(Data for the task begins)
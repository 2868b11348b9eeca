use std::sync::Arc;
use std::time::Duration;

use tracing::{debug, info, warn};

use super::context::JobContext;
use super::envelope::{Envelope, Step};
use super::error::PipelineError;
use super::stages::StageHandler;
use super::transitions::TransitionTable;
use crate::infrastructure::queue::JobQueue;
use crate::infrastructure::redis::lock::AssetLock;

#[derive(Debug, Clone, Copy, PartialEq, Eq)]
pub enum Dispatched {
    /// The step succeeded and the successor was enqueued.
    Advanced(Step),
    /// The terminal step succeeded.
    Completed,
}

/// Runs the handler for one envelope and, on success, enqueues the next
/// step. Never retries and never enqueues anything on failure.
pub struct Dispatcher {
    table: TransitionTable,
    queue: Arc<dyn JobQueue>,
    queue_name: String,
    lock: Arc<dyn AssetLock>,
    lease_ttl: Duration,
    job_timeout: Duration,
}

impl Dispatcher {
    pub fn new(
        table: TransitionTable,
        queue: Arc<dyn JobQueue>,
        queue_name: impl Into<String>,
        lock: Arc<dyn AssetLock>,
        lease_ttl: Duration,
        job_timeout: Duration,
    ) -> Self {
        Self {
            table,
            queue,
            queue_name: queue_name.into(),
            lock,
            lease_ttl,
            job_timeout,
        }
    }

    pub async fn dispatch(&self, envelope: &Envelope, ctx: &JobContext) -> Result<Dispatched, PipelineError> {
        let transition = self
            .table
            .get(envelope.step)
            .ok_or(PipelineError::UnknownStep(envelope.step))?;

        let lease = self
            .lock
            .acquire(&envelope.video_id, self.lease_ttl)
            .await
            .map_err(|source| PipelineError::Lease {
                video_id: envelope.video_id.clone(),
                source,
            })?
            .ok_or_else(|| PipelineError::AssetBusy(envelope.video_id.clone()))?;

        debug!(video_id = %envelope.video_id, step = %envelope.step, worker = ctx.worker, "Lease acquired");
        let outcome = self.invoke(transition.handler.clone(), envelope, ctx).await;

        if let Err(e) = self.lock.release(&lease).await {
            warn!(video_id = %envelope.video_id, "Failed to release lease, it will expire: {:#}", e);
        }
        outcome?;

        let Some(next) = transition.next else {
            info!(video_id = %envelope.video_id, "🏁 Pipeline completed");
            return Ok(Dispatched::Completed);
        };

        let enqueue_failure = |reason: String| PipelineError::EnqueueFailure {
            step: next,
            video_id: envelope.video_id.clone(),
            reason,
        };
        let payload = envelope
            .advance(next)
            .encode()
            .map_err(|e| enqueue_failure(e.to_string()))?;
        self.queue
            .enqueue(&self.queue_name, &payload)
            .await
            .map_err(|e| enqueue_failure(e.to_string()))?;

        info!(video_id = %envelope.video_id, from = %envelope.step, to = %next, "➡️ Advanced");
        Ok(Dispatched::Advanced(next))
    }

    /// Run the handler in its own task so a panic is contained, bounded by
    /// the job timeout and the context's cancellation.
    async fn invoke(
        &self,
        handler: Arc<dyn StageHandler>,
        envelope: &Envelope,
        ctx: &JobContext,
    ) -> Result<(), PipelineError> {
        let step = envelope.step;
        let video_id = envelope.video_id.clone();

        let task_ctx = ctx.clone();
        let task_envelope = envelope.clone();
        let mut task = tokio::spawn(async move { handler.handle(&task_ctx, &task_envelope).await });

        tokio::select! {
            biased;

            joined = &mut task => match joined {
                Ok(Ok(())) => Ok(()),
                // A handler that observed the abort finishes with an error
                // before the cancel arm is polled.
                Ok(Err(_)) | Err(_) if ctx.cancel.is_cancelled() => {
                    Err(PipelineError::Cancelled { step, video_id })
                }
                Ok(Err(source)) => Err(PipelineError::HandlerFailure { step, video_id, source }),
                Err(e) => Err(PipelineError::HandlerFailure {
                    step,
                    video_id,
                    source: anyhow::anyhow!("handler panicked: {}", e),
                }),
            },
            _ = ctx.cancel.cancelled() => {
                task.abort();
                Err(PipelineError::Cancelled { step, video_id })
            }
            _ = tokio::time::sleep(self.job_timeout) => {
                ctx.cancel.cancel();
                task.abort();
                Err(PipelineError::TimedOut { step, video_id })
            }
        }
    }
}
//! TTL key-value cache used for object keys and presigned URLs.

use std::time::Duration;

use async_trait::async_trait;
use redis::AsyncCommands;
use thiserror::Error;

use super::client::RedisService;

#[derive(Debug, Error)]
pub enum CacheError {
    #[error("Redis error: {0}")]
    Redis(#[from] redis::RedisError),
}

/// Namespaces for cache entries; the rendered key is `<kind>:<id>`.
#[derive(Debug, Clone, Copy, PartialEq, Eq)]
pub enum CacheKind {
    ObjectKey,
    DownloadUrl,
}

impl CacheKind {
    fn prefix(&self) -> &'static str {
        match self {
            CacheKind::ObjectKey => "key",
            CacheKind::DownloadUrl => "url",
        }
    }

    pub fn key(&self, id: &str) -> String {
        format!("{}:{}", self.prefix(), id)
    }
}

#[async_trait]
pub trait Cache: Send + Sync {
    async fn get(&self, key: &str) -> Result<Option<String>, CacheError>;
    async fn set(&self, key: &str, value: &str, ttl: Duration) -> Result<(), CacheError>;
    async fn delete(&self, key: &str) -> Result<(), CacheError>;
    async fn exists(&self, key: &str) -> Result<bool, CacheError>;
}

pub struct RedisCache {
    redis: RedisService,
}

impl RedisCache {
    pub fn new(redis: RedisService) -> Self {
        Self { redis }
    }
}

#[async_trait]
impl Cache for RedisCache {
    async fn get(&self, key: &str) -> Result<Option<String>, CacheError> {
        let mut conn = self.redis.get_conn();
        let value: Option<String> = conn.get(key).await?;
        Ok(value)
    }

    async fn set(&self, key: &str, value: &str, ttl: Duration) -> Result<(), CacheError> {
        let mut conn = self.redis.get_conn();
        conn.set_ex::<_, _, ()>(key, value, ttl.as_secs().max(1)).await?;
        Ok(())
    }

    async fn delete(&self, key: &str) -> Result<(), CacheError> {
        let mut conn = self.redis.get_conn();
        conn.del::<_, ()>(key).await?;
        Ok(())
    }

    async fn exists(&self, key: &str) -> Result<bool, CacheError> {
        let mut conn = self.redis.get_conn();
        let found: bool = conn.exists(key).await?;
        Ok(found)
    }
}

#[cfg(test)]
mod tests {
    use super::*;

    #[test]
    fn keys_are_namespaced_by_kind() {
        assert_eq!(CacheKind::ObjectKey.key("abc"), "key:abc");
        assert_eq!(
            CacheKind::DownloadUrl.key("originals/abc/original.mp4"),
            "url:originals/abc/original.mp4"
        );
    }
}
(Data for the task ends)
What you should do — The whole listing above needs to be written out exactly.

Task answer —
repository 2868b11348b9eeca
use std::sync::Arc;
use std::time::Duration;

use tracing::{debug, info, warn};

use super::context::JobContext;
use super::envelope::{Envelope, Step};
use super::error::PipelineError;
use super::stages::StageHandler;
use super::transitions::TransitionTable;
use crate::infrastructure::queue::JobQueue;
use crate::infrastructure::redis::lock::AssetLock;

#[derive(Debug, Clone, Copy, PartialEq, Eq)]
pub enum Dispatched {
    /// The step succeeded and the successor was enqueued.
    Advanced(Step),
    /// The terminal step succeeded.
    Completed,
}

/// Runs the handler for one envelope and, on success, enqueues the next
/// step. Never retries and never enqueues anything on failure.
pub struct Dispatcher {
    table: TransitionTable,
    queue: Arc<dyn JobQueue>,
    queue_name: String,
    lock: Arc<dyn AssetLock>,
    lease_ttl: Duration,
    job_timeout: Duration,
}

impl Dispatcher {
    pub fn new(
        table: TransitionTable,
        queue: Arc<dyn JobQueue>,
        queue_name: impl Into<String>,
        lock: Arc<dyn AssetLock>,
        lease_ttl: Duration,
        job_timeout: Duration,
    ) -> Self {
        Self {
            table,
            queue,
            queue_name: queue_name.into(),
            lock,
            lease_ttl,
            job_timeout,
        }
    }

    pub async fn dispatch(&self, envelope: &Envelope, ctx: &JobContext) -> Result<Dispatched, PipelineError> {
        let transition = self
            .table
            .get(envelope.step)
            .ok_or(PipelineError::UnknownStep(envelope.step))?;

        let lease = self
            .lock
            .acquire(&envelope.video_id, self.lease_ttl)
            .await
            .map_err(|source| PipelineError::Lease {
                video_id: envelope.video_id.clone(),
                source,
            })?
            .ok_or_else(|| PipelineError::AssetBusy(envelope.video_id.clone()))?;

        debug!(video_id = %envelope.video_id, step = %envelope.step, worker = ctx.worker, "Lease acquired");
        let outcome = self.invoke(transition.handler.clone(), envelope, ctx).await;

        if let Err(e) = self.lock.release(&lease).await {
            warn!(video_id = %envelope.video_id, "Failed to release lease, it will expire: {:#}", e);
        }
        outcome?;

        let Some(next) = transition.next else {
            info!(video_id = %envelope.video_id, "🏁 Pipeline completed");
            return Ok(Dispatched::Completed);
        };

        let enqueue_failure = |reason: String| PipelineError::EnqueueFailure {
            step: next,
            video_id: envelope.video_id.clone(),
            reason,
        };
        let payload = envelope
            .advance(next)
            .encode()
            .map_err(|e| enqueue_failure(e.to_string()))?;
        self.queue
            .enqueue(&self.queue_name, &payload)
            .await
            .map_err(|e| enqueue_failure(e.to_string()))?;

        info!(video_id = %envelope.video_id, from = %envelope.step, to = %next, "➡️ Advanced");
        Ok(Dispatched::Advanced(next))
    }

    /// Run the handler in its own task so a panic is contained, bounded by
    /// the job timeout and the context's cancellation.
    async fn invoke(
        &self,
        handler: Arc<dyn StageHandler>,
        envelope: &Envelope,
        ctx: &JobContext,
    ) -> Result<(), PipelineError> {
        let step = envelope.step;
        let video_id = envelope.video_id.clone();

        let task_ctx = ctx.clone();
        let task_envelope = envelope.clone();
        let mut task = tokio::spawn(async move { handler.handle(&task_ctx, &task_envelope).await });

        tokio::select! {
            biased;

            joined = &mut task => match joined {
                Ok(Ok(())) => Ok(()),
                // A handler that observed the abort finishes with an error
                // before the cancel arm is polled.
                Ok(Err(_)) | Err(_) if ctx.cancel.is_cancelled() => {
                    Err(PipelineError::Cancelled { step, video_id })
                }
                Ok(Err(source)) => Err(PipelineError::HandlerFailure { step, video_id, source }),
                Err(e) => Err(PipelineError::HandlerFailure {
                    step,
                    video_id,
                    source: anyhow::anyhow!("handler panicked: {}", e),
                }),
            },
            _ = ctx.cancel.cancelled() => {
                task.abort();
                Err(PipelineError::Cancelled { step, video_id })
            }
            _ = tokio::time::sleep(self.job_timeout) => {
                ctx.cancel.cancel();
                task.abort();
                Err(PipelineError::TimedOut { step, video_id })
            }
        }
    }
}
//! TTL key-value cache used for object keys and presigned URLs.

use std::time::Duration;

use async_trait::async_trait;
use redis::AsyncCommands;
use thiserror::Error;

use super::client::RedisService;

#[derive(Debug, Error)]
pub enum CacheError {
    #[error("Redis error: {0}")]
    Redis(#[from] redis::RedisError),
}

/// Namespaces for cache entries; the rendered key is `<kind>:<id>`.
#[derive(Debug, Clone, Copy, PartialEq, Eq)]
pub enum CacheKind {
    ObjectKey,
    DownloadUrl,
}

impl CacheKind {
    fn prefix(&self) -> &'static str {
        match self {
            CacheKind::ObjectKey => "key",
            CacheKind::DownloadUrl => "url",
        }
    }

    pub fn key(&self, id: &str) -> String {
        format!("{}:{}", self.prefix(), id)
    }
}

#[async_trait]
pub trait Cache: Send + Sync {
    async fn get(&self, key: &str) -> Result<Option<String>, CacheError>;
    async fn set(&self, key: &str, value: &str, ttl: Duration) -> Result<(), CacheError>;
    async fn delete(&self, key: &str) -> Result<(), CacheError>;
    async fn exists(&self, key: &str) -> Result<bool, CacheError>;
}

pub struct RedisCache {
    redis: RedisService,
}

impl RedisCache {
    pub fn new(redis: RedisService) -> Self {
        Self { redis }
    }
}

#[async_trait]
impl Cache for RedisCache {
    async fn get(&self, key: &str) -> Result<Option<String>, CacheError> {
        let mut conn = self.redis.get_conn();
        let value: Option<String> = conn.get(key).await?;
        Ok(value)
    }

    async fn set(&self, key: &str, value: &str, ttl: Duration) -> Result<(), CacheError> {
        let mut conn = self.redis.get_conn();
        conn.set_ex::<_, _, ()>(key, value, ttl.as_secs().max(1)).await?;
        Ok(())
    }

    async fn delete(&self, key: &str) -> Result<(), CacheError> {
        let mut conn = self.redis.get_conn();
        conn.del::<_, ()>(key).await?;
        Ok(())
    }

    async fn exists(&self, key: &str) -> Result<bool, CacheError> {
        let mut conn = self.redis.get_conn();
        let found: bool = conn.exists(key).await?;
        Ok(found)
    }
}

#[cfg(test)]
mod tests {
    use super::*;

    #[test]
    fn keys_are_namespaced_by_kind() {
        assert_eq!(CacheKind::ObjectKey.key("abc"), "key:abc");
        assert_eq!(
            CacheKind::DownloadUrl.key("originals/abc/original.mp4"),
            "url:originals/abc/original.mp4"
        );
    }
}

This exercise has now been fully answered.